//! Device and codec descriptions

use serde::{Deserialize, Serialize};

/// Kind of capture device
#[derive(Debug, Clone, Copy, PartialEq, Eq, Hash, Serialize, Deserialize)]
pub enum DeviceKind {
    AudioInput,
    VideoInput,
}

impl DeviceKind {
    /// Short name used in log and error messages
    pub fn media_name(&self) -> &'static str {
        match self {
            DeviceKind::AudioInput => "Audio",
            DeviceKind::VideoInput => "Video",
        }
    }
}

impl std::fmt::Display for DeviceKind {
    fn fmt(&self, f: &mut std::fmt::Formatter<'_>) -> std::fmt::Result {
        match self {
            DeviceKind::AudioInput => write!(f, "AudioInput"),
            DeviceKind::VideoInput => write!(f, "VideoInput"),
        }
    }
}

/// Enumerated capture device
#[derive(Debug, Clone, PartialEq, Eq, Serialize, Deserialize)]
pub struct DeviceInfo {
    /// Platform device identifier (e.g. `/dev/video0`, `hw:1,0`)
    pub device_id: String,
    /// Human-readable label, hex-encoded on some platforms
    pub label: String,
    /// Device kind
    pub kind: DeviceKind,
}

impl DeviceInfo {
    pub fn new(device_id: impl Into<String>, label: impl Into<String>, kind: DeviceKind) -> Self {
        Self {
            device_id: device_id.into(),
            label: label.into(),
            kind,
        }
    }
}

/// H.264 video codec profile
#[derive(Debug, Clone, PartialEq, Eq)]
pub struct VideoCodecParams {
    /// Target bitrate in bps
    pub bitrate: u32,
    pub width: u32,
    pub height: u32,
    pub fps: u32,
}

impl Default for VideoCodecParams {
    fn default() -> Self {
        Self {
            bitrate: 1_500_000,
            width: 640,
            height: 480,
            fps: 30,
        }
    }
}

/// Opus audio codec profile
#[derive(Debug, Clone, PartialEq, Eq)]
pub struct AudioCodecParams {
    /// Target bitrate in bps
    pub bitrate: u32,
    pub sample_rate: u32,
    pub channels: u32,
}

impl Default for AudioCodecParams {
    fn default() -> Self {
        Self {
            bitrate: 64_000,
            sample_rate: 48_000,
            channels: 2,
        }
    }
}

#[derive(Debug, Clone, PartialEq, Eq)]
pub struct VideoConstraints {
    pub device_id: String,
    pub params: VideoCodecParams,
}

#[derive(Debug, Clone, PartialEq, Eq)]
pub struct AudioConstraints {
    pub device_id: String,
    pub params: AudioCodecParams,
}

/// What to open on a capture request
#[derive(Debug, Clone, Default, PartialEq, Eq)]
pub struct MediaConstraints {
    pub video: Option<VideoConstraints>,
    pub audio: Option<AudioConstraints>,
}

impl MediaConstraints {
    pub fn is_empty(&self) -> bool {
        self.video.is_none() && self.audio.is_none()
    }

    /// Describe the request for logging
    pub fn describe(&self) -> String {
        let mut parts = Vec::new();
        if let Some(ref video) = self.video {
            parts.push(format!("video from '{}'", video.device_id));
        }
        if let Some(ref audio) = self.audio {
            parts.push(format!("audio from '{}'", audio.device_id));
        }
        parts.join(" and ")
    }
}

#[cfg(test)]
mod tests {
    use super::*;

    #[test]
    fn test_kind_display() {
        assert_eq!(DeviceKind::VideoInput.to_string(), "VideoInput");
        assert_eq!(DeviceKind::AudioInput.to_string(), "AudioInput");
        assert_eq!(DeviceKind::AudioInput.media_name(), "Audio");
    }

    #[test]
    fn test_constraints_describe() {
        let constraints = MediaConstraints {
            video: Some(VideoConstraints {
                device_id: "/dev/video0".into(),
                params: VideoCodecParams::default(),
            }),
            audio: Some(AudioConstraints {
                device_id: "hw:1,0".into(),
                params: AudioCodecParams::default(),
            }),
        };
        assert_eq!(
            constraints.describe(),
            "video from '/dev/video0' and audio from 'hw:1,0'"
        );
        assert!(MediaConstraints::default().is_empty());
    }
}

Exercise:
Copy all lines from the material above that hold the word "Serialize".

Solution to this task:
use serde::{Deserialize, Serialize};
#[derive(Debug, Clone, Copy, PartialEq, Eq, Hash, Serialize, Deserialize)]
#[derive(Debug, Clone, PartialEq, Eq, Serialize, Deserialize)]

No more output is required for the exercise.